Hasil riset terbaru menunjukkan antibodi pada pasien Covid-19 dapat bertahan hanya dua hingga tiga bulan. Hal ini terutama berlaku pada mereka yang tidak pernah menunjukkan gejala saat terinfeksi.
Oleh
Ahmad Arif
·2 menit baca
Dua penelitian secara terpisah tentang antibodi orang yang pernah terinfeksi Covid-19 menunjukkan antibodi bisa memberikan perlindungan sementara dan membantu orang lain melawan penyakit menular ini. Dengan demikian, harapan untuk mengatasi penyakit ini hingga kini tetap bertumpu pada penemuan vaksin.
Penelitian terbaru oleh Quanxing Long dari Chongqing Medical University dan tim yang diterbitkan di jurnal Nature Medicine pada Kamis (18/6/2020) menemukan, antibodi atau protein pelindung yang muncul sebagai respons terhadap infeksi dapat bertahan hanya dua hingga tiga bulan. Hal ini terutama berlaku pada orang yang tidak pernah menunjukkan gejala ketika mereka terinfeksi.
Kajian-kajian sebelumnya menunjukkan, antibodi terhadap virus korona lain, termasuk yang menyebabkan SARS dan MERS, bertahan sekitar satu tahun. Namun, kajian Long ini menunjukkan, antibodi terhadap Covid-19 bertahan lebih singkat.
Kesimpulan diperoleh setelah para peneliti membandingkan 37 orang tanpa gejala dengan jumlah yang sama yang memiliki gejala di Distrik Wanzhou, China. Para peneliti menemukan bahwa orang yang asimptomatik (pasien positif tanpa gejala) memiliki tanggapan yang lebih lemah terhadap virus dibandingkan dengan mereka yang mengembangkan gejala. Tingkat antibodi turun ke tingkat yang tidak terdeteksi pada 40 persen orang tanpa gejala, dibandingkan dengan hanya 13 persen orang yang memiliki gejala.
Long mengingatkan, temuan ini tidak berarti bahwa orang-orang dapat terinfeksi untuk kedua kalinya. Bahkan, tingkat rendah dari antibodi mungkin masih bersifat melindungi, seperti juga sel T dan sel B sistem kekebalan tubuh. Meskipun demikian, temuan ini memberikan catatan penting agar hati-hati dengan gagasan ”sertifikat kekebalan” bagi orang yang telah pulih dari penyakit.
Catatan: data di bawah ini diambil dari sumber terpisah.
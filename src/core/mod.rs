//! Core application modules
//!
//! This module contains configuration, credentials, logging, the HTTP
//! session, the category clients and the aggregator that dispatches to them.

pub mod aggregator;
pub mod category;
pub mod client;
pub mod clients;
pub mod config;
pub mod constants;
pub mod credentials;
pub mod http;
pub mod logging;
//! Category client implementations
//!
//! Each client produces deterministic mock payloads describing what the real
//! integration would return. Sub-provider operations report a missing
//! credential as data instead of failing.

pub mod background;
pub mod business;
pub mod court;
pub mod government;
pub mod property;
pub mod vehicle;

pub use background::BackgroundCheckClient;
pub use business::BusinessRegistrationClient;
pub use court::CourtRecordsClient;
pub use government::GovernmentDataClient;
pub use property::PropertyRecordsClient;
pub use vehicle::VehicleRecordsClient;

use crate::core::category::Category;
use crate::core::constants::message;
use crate::models::record::{Filters, Record};
use serde_json::{Value, json};

/// Build a payload starting with `api_type`, followed by the fields of `body`
pub(crate) fn payload(category: Category, body: Value) -> Record {
    let mut record = Record::new();
    record.insert("api_type".to_string(), json!(category.as_str()));
    match body {
        Value::Object(fields) => record.extend(fields),
        Value::Null => {}
        other => {
            record.insert("data".to_string(), other);
        }
    }
    record
}

/// Payload for a sub-provider whose credential is not configured
pub(crate) fn missing_credential(category: Category, source: &str, note: &str) -> Record {
    payload(category, json!({ "source": source, "message": note }))
}

/// Standard mock search payload shared by most categories
pub(crate) fn mock_search(category: Category, query: &str, filters: &Filters) -> Record {
    payload(
        category,
        json!({
            "query": query,
            "filters": filters,
            "results": [],
            "total": 0,
            "message": message::MOCK,
        }),
    )
}

/// Standard mock detail payload keyed by `id_field`
pub(crate) fn mock_detail(category: Category, id_field: &str, id: &str) -> Record {
    let mut body = serde_json::Map::new();
    body.insert(id_field.to_string(), json!(id));
    body.insert("details".to_string(), json!({}));
    body.insert("message".to_string(), json!(message::MOCK));
    payload(category, Value::Object(body))
}

/// Copy of `filters` with one extra entry
pub(crate) fn with_filter(filters: &Filters, key: &str, value: &str) -> Filters {
    let mut filters = filters.clone();
    filters.insert(key.to_string(), json!(value));
    filters
}

#[cfg(test)]
mod tests {
    use super::*;

    #[test]
    fn test_payload_puts_api_type_first() {
        let record = payload(Category::Court, json!({"query": "x"}));
        let keys: Vec<_> = record.keys().cloned().collect();
        assert_eq!(keys, vec!["api_type", "query"]);
        assert_eq!(record["api_type"], json!("court_records"));
    }

    #[test]
    fn test_missing_credential_payload() {
        let record = missing_credential(Category::Vehicle, "vindata", "key required");
        assert_eq!(record["api_type"], json!("vehicle_records"));
        assert_eq!(record["source"], json!("vindata"));
        assert_eq!(record["message"], json!("key required"));
    }

    #[test]
    fn test_with_filter_leaves_original_untouched() {
        let original = Filters::new();
        let extended = with_filter(&original, "search_type", "party");
        assert!(original.is_empty());
        assert_eq!(extended["search_type"], json!("party"));
    }
}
Temuan lain yang penting dari kajian ini adalah sepertiga dari orang tanpa gejala memiliki kelainan pada paru-paru dan tipe sel. Studi ini juga menemukan bahwa orang tanpa gejala bisa melepaskan virus ketika terinfeksi.
Hasil riset terpisah yang diterbitkan di jurnal Science pada Senin (15/6/2020) menunjukkan, antibodi dalam darah pasien yang pulih bisa memberikan perlindungan sementara bagi orang lain. Temuan telah diuji pada hewan dan kultur sel manusia dan disiapkan untuk uji klinis. Riset dilakukan Scripps Research IAVIdan Fakultas Kedokteran Universitas California San Diego.
Terhadap temuan ini, Akiko Iwasaki, seorang ahli imunologi virus di Universitas Yale, seperti diwawancarai New York Times, mengatakan, laporan-laporan ini menyoroti perlunya mengembangkan vaksin yang kuat karena kekebalan yang berkembang secara alami selama infeksi tidak opimal dan berumur pendek pada kebanyakan orang.
”Kita tidak bisa mengandalkan infeksi alami untuk mencapai kekebalan kawanan (komunitas),” katanya.